Civet de Sanglier (Boar)
Red wine stew, to be used for a tough shoulder, leg or fillet of boar.  
Cut the meat into small 1 – 2 inch pieces. Gather together: wheat flour, 1 onion, a small carrot, one or two heads of garlic, a thick and fat slice of smoked bacon, fresh mushrooms, a bottle of strong red wine, salt, pepper, herbs de Provence, a bay leaf, the smallest can of concentrated tomatoes, and fresh parsley. Use a large, deep pot or casserole dish with a cover. Place butter and oil in it and the little cubes of fat bacon into the pot. The grease of the bacon will flavor the fat. Once warm, add in the diced onions.

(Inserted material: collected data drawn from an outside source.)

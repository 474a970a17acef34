//! Derivations over a deduplicated record set: global statistics and city rankings.

mod ranking;
mod stats;

pub use ranking::*;
pub use stats::*;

Cut the carrot cut into thin slices and add into the pot. Cut the garlic into small pieces and add that to the pot. After all of that add the pieces of meat. Put on strong heat and continue to stir. If you find that the meat has become too dry, add some oil. Sprinkle the flour on the meat until the top becomes white. Turn it over. Don’t burn the meat but make sure that it cooks to become a dark brown. Do this again for a 2nd time. Then add 1 or 2 tablespoons of concentrated tomatoes. Mix it all again. Add in the mushrooms. Mix again and leave it a short while. Add the wine. All of the meat must be under the wine level. Put the salt, the pepper the laurel leaf and the parsley thoroughly cut. Turn the heat back up to high and let it boil while stirring it continuously.  Once it is boiling, reduce heat to minimum, place cover on top and let it cook for two hours checking on it every 20 minutes or so. After these 2 hours turn off the heat and let it sit covered another hour. Taste and add salt and pepper as necessary. Serve the next day (so let all of the flavors blend together for a day) and reheat for an hour over low heat.

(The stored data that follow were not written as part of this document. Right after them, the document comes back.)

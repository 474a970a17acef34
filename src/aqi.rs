//! US EPA Air Quality Index calculation.
//!
//! Each pollutant concentration is mapped onto a sub-index by linear interpolation
//! over its breakpoint table:
//!
//! ```text
//! I = (I_hi - I_lo) / (C_hi - C_lo) * (C - C_lo) + I_lo
//! ```
//!
//! The overall index is the maximum of the available sub-indices. Ozone uses the
//! 8-hour table up to 200 ppb and the 1-hour table above it.

use crate::models::{AqiCategory, AQI_MAX};
use serde::Serialize;

/// A concentration band `(c_lo, c_hi)` and the index band `(i_lo, i_hi)` it maps to.
type Breakpoint = (f64, f64, u16, u16);

/// PM2.5, 24-hour, µg/m³. Pre-2024 EPA table (Good up to 12.0); the 2024
/// revision lowers that band to 9.0 and is not applied here.
const PM25_BREAKPOINTS: [Breakpoint; 7] = [
    (0.0, 12.0, 0, 50),
    (12.1, 35.4, 51, 100),
    (35.5, 55.4, 101, 150),
    (55.5, 150.4, 151, 200),
    (150.5, 250.4, 201, 300),
    (250.5, 350.4, 301, 400),
    (350.5, 500.4, 401, 500),
];

/// PM10, 24-hour, µg/m³.
const PM10_BREAKPOINTS: [Breakpoint; 7] = [
    (0.0, 54.0, 0, 50),
    (55.0, 154.0, 51, 100),
    (155.0, 254.0, 101, 150),
    (255.0, 354.0, 151, 200),
    (355.0, 424.0, 201, 300),
    (425.0, 504.0, 301, 400),
    (505.0, 604.0, 401, 500),
];

/// NO2, 1-hour, ppb.
const NO2_BREAKPOINTS: [Breakpoint; 7] = [
    (0.0, 53.0, 0, 50),
    (54.0, 100.0, 51, 100),
    (101.0, 360.0, 101, 150),
    (361.0, 649.0, 151, 200),
    (650.0, 1249.0, 201, 300),
    (1250.0, 1649.0, 301, 400),
    (1650.0, 2049.0, 401, 500),
];

/// O3, 8-hour, ppb. Governs readings up to [`O3_8H_MAX_PPB`]; the 8-hour
/// table defines no index above that.
const O3_8H_BREAKPOINTS: [Breakpoint; 5] = [
    (0.0, 54.0, 0, 50),
    (55.0, 70.0, 51, 100),
    (71.0, 85.0, 101, 150),
    (86.0, 105.0, 151, 200),
    (106.0, 200.0, 201, 300),
];

/// O3, 1-hour, ppb, for readings above [`O3_8H_MAX_PPB`]. Only the bands at
/// and above index 201 are used; values between 201 and 204 ppb start the first band.
const O3_1H_BREAKPOINTS: [Breakpoint; 3] = [
    (205.0, 404.0, 201, 300),
    (405.0, 504.0, 301, 400),
    (505.0, 604.0, 401, 500),
];

const O3_8H_MAX_PPB: f64 = 200.0;

/// Overall index and its category.
#[derive(Debug, Clone, Copy, PartialEq, Eq, Serialize)]
pub struct AqiResult {
    pub aqi: u16,
    pub category: AqiCategory,
}

impl AqiResult {
    pub fn from_aqi(aqi: u16) -> Self {
        let aqi = aqi.min(AQI_MAX);
        Self {
            aqi,
            category: AqiCategory::from_aqi(aqi),
        }
    }
}

/// Computes the composite AQI from whichever pollutants are present.
///
/// Non-finite values are treated as absent. With no usable pollutant the
/// result is `0` / `Good`.
pub fn calculate_aqi(
    pm25: Option<f64>,
    pm10: Option<f64>,
    no2: Option<f64>,
    o3: Option<f64>,
) -> AqiResult {
    let aqi = [
        pm25.and_then(|c| sub_index(truncate(c, 10.0), &PM25_BREAKPOINTS)),
        pm10.and_then(|c| sub_index(truncate(c, 1.0), &PM10_BREAKPOINTS)),
        no2.and_then(|c| sub_index(truncate(c, 1.0), &NO2_BREAKPOINTS)),
        o3.and_then(|c| o3_sub_index(truncate(c, 1.0))),
    ]
    .into_iter()
    .flatten()
    .max()
    .unwrap_or(0);

    AqiResult::from_aqi(aqi)
}

/// Truncates to the precision the EPA tables are expressed in (`scale` = 10 keeps one decimal).
fn truncate(concentration: f64, scale: f64) -> f64 {
    (concentration * scale).trunc() / scale
}

/// Ozone switches from the 8-hour to the 1-hour table above 200 ppb.
fn o3_sub_index(concentration: f64) -> Option<u16> {
    if concentration <= O3_8H_MAX_PPB {
        sub_index(concentration, &O3_8H_BREAKPOINTS)
    } else {
        sub_index(concentration, &O3_1H_BREAKPOINTS)
    }
}

/// Interpolates a single pollutant. `None` for non-finite input.
fn sub_index(concentration: f64, table: &[Breakpoint]) -> Option<u16> {
    if !concentration.is_finite() {
        return None;
    }
    let c = concentration.max(0.0);

    // First band whose upper bound covers the value; after truncation no value
    // can fall between two bands.
    match table.iter().find(|(_, c_hi, _, _)| c <= *c_hi) {
        Some(&(c_lo, c_hi, i_lo, i_hi)) => {
            let c = c.max(c_lo);
            let index = (f64::from(i_hi - i_lo) / (c_hi - c_lo)) * (c - c_lo) + f64::from(i_lo);
            Some((index.round() as u16).min(AQI_MAX))
        },
        None => Some(AQI_MAX),
    }
}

Rabbit with fall apples and dried ham

Use a 3 lbs rabbit. Put in a pan pieces of lard. As soon as they are highly colored, add minced onion and shallots. Add ½ tablespoon of flour. Toss. Add a bouquet of garni. Pour 1 ½ of white wine. Reduce heat. Simmer 40 minutes.

Fifteen minutes before the end of the 40 minutes, add 3 ½ oz.  of ham fat and cut into small pieces. Remove bouquet garni.
Strain the sauce through a strainer.

Put 3 or 4 apples into a dry skillet.
Put the rabbit, fruit and ham together.
Serve with bread.

Duck with cépes Grésigne

Take 4 duck breasts and salt, pepper and lightly brush the skin side with oil. Heat over high heat for 10 minutes.
Place in preheated oven Glaze pan with 2 tablespoons of Gaillac wine.
Clean 300 gr cépes carefully. Rub with a damp cloth. Separate hats and stem. Chop coarsely. Sauté over high heat in oil / duck fat. Sprinkle the entire chopped garlic and parsley in cooking. Remove them when they are nicely browned.
Serve very hot mushrooms and duck JOINTLY.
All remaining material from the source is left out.